_ACTION ITEM:_
Please write out the data exactly, line by line.

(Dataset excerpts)
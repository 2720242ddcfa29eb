use std::sync::Arc;

use serde_json::json;
use tracing::{debug, info, warn};

use crate::auth::{Actor, Operation};
use crate::content::{FieldMap, FileEntity};
use crate::errors::CoreResult;
use crate::files::{
    format_size, sanitize_basename, ExistsBehavior, FileSystem, MimeTypeGuesser, TransferStatus,
    UploadRequest,
};
use crate::outcome::CrudOutcome;
use crate::store::{EntityStore, SaveStatus};
use crate::validation::validate_name_length;

/// Turns one staged upload into a saved, temporary file entity.
///
/// Checks run in a fixed order: transfer status, create access, entity
/// validation, filename length, move into `public://`, save. The first
/// failing check decides the outcome and nothing after it runs. A rejected
/// upload's staged bytes and destination reservation are dropped.
pub struct FileUploadResolver {
    store: Arc<dyn EntityStore<FileEntity>>,
    file_system: Arc<dyn FileSystem>,
    mime_guesser: Arc<dyn MimeTypeGuesser>,
    max_upload_size: u64,
    max_filename_length: usize,
}

impl FileUploadResolver {
    pub fn new(
        store: Arc<dyn EntityStore<FileEntity>>,
        file_system: Arc<dyn FileSystem>,
        mime_guesser: Arc<dyn MimeTypeGuesser>,
        max_upload_size: u64,
        max_filename_length: usize,
    ) -> Self {
        Self {
            store,
            file_system,
            mime_guesser,
            max_upload_size,
            max_filename_length,
        }
    }

    pub async fn upload(
        &self,
        actor: &Actor,
        upload: UploadRequest,
    ) -> CoreResult<CrudOutcome<FileEntity>> {
        let name = upload.original_filename.as_str();

        if let Some(rejection) = self.check_transfer(&upload) {
            warn!("Rejected upload of {}: {:?}", name, upload.transfer_status);
            self.discard(&upload).await;
            return Ok(rejection);
        }

        let desired_uri = format!("public://{}", sanitize_basename(name));
        let destination = match self
            .file_system
            .resolve_destination(&desired_uri, ExistsBehavior::Rename)
            .await
        {
            Ok(Some(uri)) => uri,
            Ok(None) | Err(_) => {
                warn!("No destination available for {}", desired_uri);
                self.discard(&upload).await;
                return Ok(CrudOutcome::error(format!(
                    "The file {} could not be saved. An unknown error has occurred.",
                    name
                )));
            }
        };

        let result = self.store_upload(actor, &upload, &destination).await;
        if !matches!(&result, Ok(outcome) if outcome.is_success()) {
            // Both are no-ops once the move went through
            self.discard(&upload).await;
            self.file_system.release(&destination);
        }
        result
    }

    /// Everything after the destination is known: entity, access,
    /// validation, move and save.
    async fn store_upload(
        &self,
        actor: &Actor,
        upload: &UploadRequest,
        destination: &str,
    ) -> CoreResult<CrudOutcome<FileEntity>> {
        let name = upload.original_filename.as_str();
        let mime = self.mime_guesser.guess(name);
        debug!("Upload {} will be stored at {} ({})", name, destination, mime);

        let mut fields = FieldMap::new();
        fields.insert("uid".to_string(), json!(actor.user_id));
        fields.insert("status".to_string(), json!(0));
        fields.insert("filename".to_string(), json!(name));
        fields.insert("uri".to_string(), json!(destination));
        fields.insert("filesize".to_string(), json!(upload.size_bytes));
        fields.insert("filemime".to_string(), json!(mime));
        let mut file = self.store.create("file", fields, actor)?;

        if !self.store.check_access(&file, Operation::Create, actor) {
            warn!("File upload denied for user {:?}", actor.user_id);
            return Ok(CrudOutcome::error(
                "You do not have the necessary permissions to create entities of this type.",
            ));
        }

        let violations = self.store.validate(&file).await?;
        if !violations.is_empty() {
            return Ok(CrudOutcome::violations(violations));
        }

        let name_errors = validate_name_length(&file, self.max_filename_length);
        if !name_errors.is_empty() {
            debug!("Filename check failed for {}: {:?}", name, name_errors);
            return Ok(CrudOutcome::error(format!(
                "The specified file {} could not be uploaded.",
                name
            )));
        }

        if let Err(err) = self
            .file_system
            .move_uploaded_file(&upload.temporary_location, &file.uri)
            .await
        {
            warn!("Could not move upload {} to {}: {}", name, file.uri, err);
            return Ok(CrudOutcome::error(format!(
                "Could not move uploaded file {}.",
                name
            )));
        }

        if let Err(err) = self.file_system.chmod(&file.uri).await {
            warn!("Could not set permissions on {}: {}", file.uri, err);
        }

        match self.store.save(&mut file).await? {
            SaveStatus::Created => {
                info!("Stored upload {} as file {:?}", name, file.id);
                Ok(CrudOutcome::success(file))
            }
            status => {
                warn!("Saving upload {} reported {:?}", name, status);
                Ok(CrudOutcome::error(format!(
                    "The file {} could not be saved.",
                    name
                )))
            }
        }
    }

    async fn discard(&self, upload: &UploadRequest) {
        if let Err(err) = self.file_system.discard(&upload.temporary_location).await {
            warn!(
                "Failed to discard staged upload {}: {}",
                upload.original_filename, err
            );
        }
    }

    fn check_transfer(&self, upload: &UploadRequest) -> Option<CrudOutcome<FileEntity>> {
        let name = &upload.original_filename;
        match upload.transfer_status {
            TransferStatus::SizeExceeded | TransferStatus::FormSizeExceeded => {
                Some(CrudOutcome::error(format!(
                    "The file {} could not be saved because it exceeds {}, the maximum allowed size for uploads.",
                    name,
                    format_size(self.max_upload_size)
                )))
            }
            TransferStatus::Partial | TransferStatus::NoFile => Some(CrudOutcome::error(format!(
                "The file {} could not be saved because the upload did not complete.",
                name
            ))),
            TransferStatus::Ok if self.file_system.is_uploaded_file(&upload.temporary_location) => {
                None
            }
            TransferStatus::Ok | TransferStatus::Unknown(_) => Some(CrudOutcome::error(format!(
                "The file {} could not be saved. An unknown error has occurred.",
                name
            ))),
        }
    }
}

_COMPLETED EXERCISE:_
repository 2720242ddcfa29eb
use std::sync::Arc;

use serde_json::json;
use tracing::{debug, info, warn};

use crate::auth::{Actor, Operation};
use crate::content::{FieldMap, FileEntity};
use crate::errors::CoreResult;
use crate::files::{
    format_size, sanitize_basename, ExistsBehavior, FileSystem, MimeTypeGuesser, TransferStatus,
    UploadRequest,
};
use crate::outcome::CrudOutcome;
use crate::store::{EntityStore, SaveStatus};
use crate::validation::validate_name_length;

/// Turns one staged upload into a saved, temporary file entity.
///
/// Checks run in a fixed order: transfer status, create access, entity
/// validation, filename length, move into `public://`, save. The first
/// failing check decides the outcome and nothing after it runs. A rejected
/// upload's staged bytes and destination reservation are dropped.
pub struct FileUploadResolver {
    store: Arc<dyn EntityStore<FileEntity>>,
    file_system: Arc<dyn FileSystem>,
    mime_guesser: Arc<dyn MimeTypeGuesser>,
    max_upload_size: u64,
    max_filename_length: usize,
}

impl FileUploadResolver {
    pub fn new(
        store: Arc<dyn EntityStore<FileEntity>>,
        file_system: Arc<dyn FileSystem>,
        mime_guesser: Arc<dyn MimeTypeGuesser>,
        max_upload_size: u64,
        max_filename_length: usize,
    ) -> Self {
        Self {
            store,
            file_system,
            mime_guesser,
            max_upload_size,
            max_filename_length,
        }
    }

    pub async fn upload(
        &self,
        actor: &Actor,
        upload: UploadRequest,
    ) -> CoreResult<CrudOutcome<FileEntity>> {
        let name = upload.original_filename.as_str();

        if let Some(rejection) = self.check_transfer(&upload) {
            warn!("Rejected upload of {}: {:?}", name, upload.transfer_status);
            self.discard(&upload).await;
            return Ok(rejection);
        }

        let desired_uri = format!("public://{}", sanitize_basename(name));
        let destination = match self
            .file_system
            .resolve_destination(&desired_uri, ExistsBehavior::Rename)
            .await
        {
            Ok(Some(uri)) => uri,
            Ok(None) | Err(_) => {
                warn!("No destination available for {}", desired_uri);
                self.discard(&upload).await;
                return Ok(CrudOutcome::error(format!(
                    "The file {} could not be saved. An unknown error has occurred.",
                    name
                )));
            }
        };

        let result = self.store_upload(actor, &upload, &destination).await;
        if !matches!(&result, Ok(outcome) if outcome.is_success()) {
            // Both are no-ops once the move went through
            self.discard(&upload).await;
            self.file_system.release(&destination);
        }
        result
    }

    /// Everything after the destination is known: entity, access,
    /// validation, move and save.
    async fn store_upload(
        &self,
        actor: &Actor,
        upload: &UploadRequest,
        destination: &str,
    ) -> CoreResult<CrudOutcome<FileEntity>> {
        let name = upload.original_filename.as_str();
        let mime = self.mime_guesser.guess(name);
        debug!("Upload {} will be stored at {} ({})", name, destination, mime);

        let mut fields = FieldMap::new();
        fields.insert("uid".to_string(), json!(actor.user_id));
        fields.insert("status".to_string(), json!(0));
        fields.insert("filename".to_string(), json!(name));
        fields.insert("uri".to_string(), json!(destination));
        fields.insert("filesize".to_string(), json!(upload.size_bytes));
        fields.insert("filemime".to_string(), json!(mime));
        let mut file = self.store.create("file", fields, actor)?;

        if !self.store.check_access(&file, Operation::Create, actor) {
            warn!("File upload denied for user {:?}", actor.user_id);
            return Ok(CrudOutcome::error(
                "You do not have the necessary permissions to create entities of this type.",
            ));
        }

        let violations = self.store.validate(&file).await?;
        if !violations.is_empty() {
            return Ok(CrudOutcome::violations(violations));
        }

        let name_errors = validate_name_length(&file, self.max_filename_length);
        if !name_errors.is_empty() {
            debug!("Filename check failed for {}: {:?}", name, name_errors);
            return Ok(CrudOutcome::error(format!(
                "The specified file {} could not be uploaded.",
                name
            )));
        }

        if let Err(err) = self
            .file_system
            .move_uploaded_file(&upload.temporary_location, &file.uri)
            .await
        {
            warn!("Could not move upload {} to {}: {}", name, file.uri, err);
            return Ok(CrudOutcome::error(format!(
                "Could not move uploaded file {}.",
                name
            )));
        }

        if let Err(err) = self.file_system.chmod(&file.uri).await {
            warn!("Could not set permissions on {}: {}", file.uri, err);
        }

        match self.store.save(&mut file).await? {
            SaveStatus::Created => {
                info!("Stored upload {} as file {:?}", name, file.id);
                Ok(CrudOutcome::success(file))
            }
            status => {
                warn!("Saving upload {} reported {:?}", name, status);
                Ok(CrudOutcome::error(format!(
                    "The file {} could not be saved.",
                    name
                )))
            }
        }
    }

    async fn discard(&self, upload: &UploadRequest) {
        if let Err(err) = self.file_system.discard(&upload.temporary_location).await {
            warn!(
                "Failed to discard staged upload {}: {}",
                upload.original_filename, err
            );
        }
    }

    fn check_transfer(&self, upload: &UploadRequest) -> Option<CrudOutcome<FileEntity>> {
        let name = &upload.original_filename;
        match upload.transfer_status {
            TransferStatus::SizeExceeded | TransferStatus::FormSizeExceeded => {
                Some(CrudOutcome::error(format!(
                    "The file {} could not be saved because it exceeds {}, the maximum allowed size for uploads.",
                    name,
                    format_size(self.max_upload_size)
                )))
            }
            TransferStatus::Partial | TransferStatus::NoFile => Some(CrudOutcome::error(format!(
                "The file {} could not be saved because the upload did not complete.",
                name
            ))),
            TransferStatus::Ok if self.file_system.is_uploaded_file(&upload.temporary_location) => {
                None
            }
            TransferStatus::Ok | TransferStatus::Unknown(_) => Some(CrudOutcome::error(format!(
                "The file {} could not be saved. An unknown error has occurred.",
                name
            ))),
        }
    }
}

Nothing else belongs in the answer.